Why are the humanities not mentioned at all in the bit where the paper talks about exciting new developments and future prospects? The humanities disciplines have certainly not been moribund, especially at this university! I realize that the teaching hospitals reap huge research grants, but size of research grant alone does not correspond to importance of research.

U of T doesn't employ all that many sessionals, compared to many universities these days. I was glad to see they mentioned the issue, albeit piecemeal, in various different places. The gist was that sessionals are no solution to a budget crunch, and that they ought to be offered the same supportive infrastructure that full faculty are.
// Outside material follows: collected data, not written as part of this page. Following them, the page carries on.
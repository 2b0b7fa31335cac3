use chrono::{DateTime, Utc};
use serde::{Deserialize, Serialize};

/// Lifecycle metadata carried by every record.
#[derive(Debug, Clone, Serialize, Deserialize)]
pub struct EntityMetadata {
    pub created_at: DateTime<Utc>,
    pub updated_at: DateTime<Utc>,
}

impl EntityMetadata {
    pub fn new() -> Self {
        let now = Utc::now();
        Self {
            created_at: now,
            updated_at: now,
        }
    }

    pub fn touch(&mut self) {
        self.updated_at = Utc::now();
    }
}

impl Default for EntityMetadata {
    fn default() -> Self {
        Self::new()
    }
}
There were two things which the paper advocated which I think are good ideas: instruction in research ethics, and a for-credit course in pedagogy. The downside is that the course in pedagogy was presented along with the ongoing assumption that TAships are an integral part of funding.

My department is clearly not doing enough PR on its own behalf. Very few departments were mentioned in the white paper, but the Centre for Medieval Studies was one of them.

The strike mark in the Centre's name is to denote the particular accidentally excluded word in the paper. This brings me to another point: if this document is intended to be circulated to tens of thousands of academics, why on earth wasn't it better proofread? Lots of words were entirely missing, many were spelled incorrectly. You'd figure after the Anno Domini millennium, more people would know how to spell "millennium."